Your assignment: Answer with a number only, giving how many lines in the data below include "false".

Data extracted from a collection
Content starts

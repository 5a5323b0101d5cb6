//! Per-target fitting with Adam.
//!
//! Each eligible target type is fit independently: only its baseline row and
//! its influence row move, so the full model assembles from per-target
//! ascent runs over a shared parameter block. The loop is deterministic:
//! fixed iteration order, no randomness in initialization.

use std::collections::BTreeMap;

use serde::Serialize;

use lt_common::{Error, Result};

use crate::config::AnalysisOptions;
use crate::model::basis::MS_PER_HOUR;
use crate::model::features::BASELINE_DIM;
use crate::model::likelihood::{target_log_likelihood, QUAD_POINTS_FIT};
use crate::model::params::ModelParams;
use crate::stream::EventStream;
use crate::windows::{total_observed_ms, ObservationWindow};

/// Minimum number of events of a type before it is fit as a target.
pub const MIN_TARGET_EVENTS: usize = 10;

/// Convergence tolerance on the log-likelihood change.
const LL_TOLERANCE: f64 = 1e-6;

const ADAM_BETA1: f64 = 0.9;
const ADAM_BETA2: f64 = 0.999;
const ADAM_EPS: f64 = 1e-8;

/// Outcome of one per-target fit.
#[derive(Debug, Clone, Copy, PartialEq, Serialize)]
pub struct FitResult {
    /// Final log-likelihood at the reported parameters.
    pub log_likelihood: f64,
    /// Whether `|delta L|` fell below tolerance before the iteration cap.
    pub converged: bool,
    /// Number of iterations executed.
    pub iterations: usize,
}

/// Aggregated fit across all eligible targets.
#[derive(Debug, Clone, Serialize)]
pub struct FullModelFit {
    pub params: ModelParams,
    /// Per-target results, keyed by type index. Only eligible targets appear.
    pub fits: BTreeMap<usize, FitResult>,
    pub type_names: Vec<String>,
}

impl FullModelFit {
    /// True when at least one target was fit.
    pub fn any_fitted(&self) -> bool {
        !self.fits.is_empty()
    }
}

/// Fit every eligible target type.
///
/// `on_target` is invoked after each target completes with
/// `(finished, eligible, type_name)`; returning `false` cancels the run
/// before the next target starts (the cooperative yield point).
pub fn fit_all(
    stream: &EventStream,
    windows: &[ObservationWindow],
    options: &AnalysisOptions,
    mut on_target: impl FnMut(usize, usize, &str) -> bool,
) -> Result<FullModelFit> {
    let total_hours = total_observed_ms(windows) as f64 / MS_PER_HOUR;
    let mut params = ModelParams::init_from_data(stream, total_hours, options.num_bases);

    let eligible: Vec<usize> = (0..stream.num_types())
        .filter(|&k| stream.type_counts[k] >= MIN_TARGET_EVENTS)
        .collect();

    let mut fits = BTreeMap::new();
    for (i, &target) in eligible.iter().enumerate() {
        let result = fit_target(stream, windows, &mut params, target, options);
        fits.insert(target, result);
        tracing::debug!(
            target_type = %stream.type_names[target],
            log_likelihood = result.log_likelihood,
            iterations = result.iterations,
            converged = result.converged,
            "target fit complete"
        );
        if !on_target(i + 1, eligible.len(), &stream.type_names[target]) {
            return Err(Error::Cancelled);
        }
    }

    Ok(FullModelFit {
        params,
        fits,
        type_names: stream.type_names.clone(),
    })
}

/// Adam ascent on one target's baseline and influence rows.
fn fit_target(
    stream: &EventStream,
    windows: &[ObservationWindow],
    params: &mut ModelParams,
    target: usize,
    options: &AnalysisOptions,
) -> FitResult {
    let nb = params.num_bases;
    let dim = BASELINE_DIM + params.num_types * nb;
    let mut m = vec![0.0; dim];
    let mut v = vec![0.0; dim];

    let mut prev_ll = f64::NEG_INFINITY;
    let mut last_ll = f64::NEG_INFINITY;
    let mut converged = false;
    let mut iterations = 0;

    for iter in 1..=options.max_iter {
        iterations = iter;
        let grad = target_log_likelihood(
            stream,
            windows,
            params,
            target,
            options.lambda1,
            options.lambda2,
            QUAD_POINTS_FIT,
        );
        last_ll = grad.log_lik;

        // Ascent step; bias-corrected first and second moments.
        let b1t = 1.0 - ADAM_BETA1.powi(iter as i32);
        let b2t = 1.0 - ADAM_BETA2.powi(iter as i32);
        let mut step = |slot: usize, g: f64, value: &mut f64| {
            m[slot] = ADAM_BETA1 * m[slot] + (1.0 - ADAM_BETA1) * g;
            v[slot] = ADAM_BETA2 * v[slot] + (1.0 - ADAM_BETA2) * g * g;
            let m_hat = m[slot] / b1t;
            let v_hat = v[slot] / b2t;
            *value += options.learning_rate * m_hat / (v_hat.sqrt() + ADAM_EPS);
        };

        for j in 0..BASELINE_DIM {
            let slot = target * BASELINE_DIM + j;
            let mut value = params.beta[slot];
            step(j, grad.grad_beta[j], &mut value);
            params.beta[slot] = value;
        }
        for i in 0..params.num_types * nb {
            // The diagonal source block has zero gradient and never moves.
            let mut value = params.theta[target][i];
            step(BASELINE_DIM + i, grad.grad_theta[i], &mut value);
            params.theta[target][i] = value;
        }
        params.sanitize_target(target);

        if (grad.log_lik - prev_ll).abs() < LL_TOLERANCE {
            converged = true;
            break;
        }
        prev_ll = grad.log_lik;
    }

    FitResult {
        log_likelihood: last_ll,
        converged,
        iterations,
    }
}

Content ends

Task answer: 2